Provided data:
____
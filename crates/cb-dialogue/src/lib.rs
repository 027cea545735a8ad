//! CalBot dialogue layer.
//!
//! Turns utterances into calendar actions: `engine` routes each turn and
//! fills booking slots across turns, talking to a `CalendarBackend` and a
//! `FallbackResponder` for anything the rules don't answer.

pub mod backend;
pub mod engine;
pub mod fallback;
pub mod mock;
pub mod slots;

pub use backend::{CalendarBackend, CollaboratorError};
pub use engine::{DialogueEngine, EMPTY_MESSAGE_REPLY};
pub use fallback::{FallbackConfig, FallbackResponder, OllamaFallback, ResponseKind, StaticFallback};
pub use mock::MockCalendar;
____
Directions for this task: I'd like every record written out exactly as given.

Written response:
filename crates/cb-dialogue/src/lib.rs
repository 027cea545735a8ad
//! CalBot dialogue layer.
//!
//! Turns utterances into calendar actions: `engine` routes each turn and
//! fills booking slots across turns, talking to a `CalendarBackend` and a
//! `FallbackResponder` for anything the rules don't answer.

pub mod backend;
pub mod engine;
pub mod fallback;
pub mod mock;
pub mod slots;

pub use backend::{CalendarBackend, CollaboratorError};
pub use engine::{DialogueEngine, EMPTY_MESSAGE_REPLY};
pub use fallback::{FallbackConfig, FallbackResponder, OllamaFallback, ResponseKind, StaticFallback};
pub use mock::MockCalendar;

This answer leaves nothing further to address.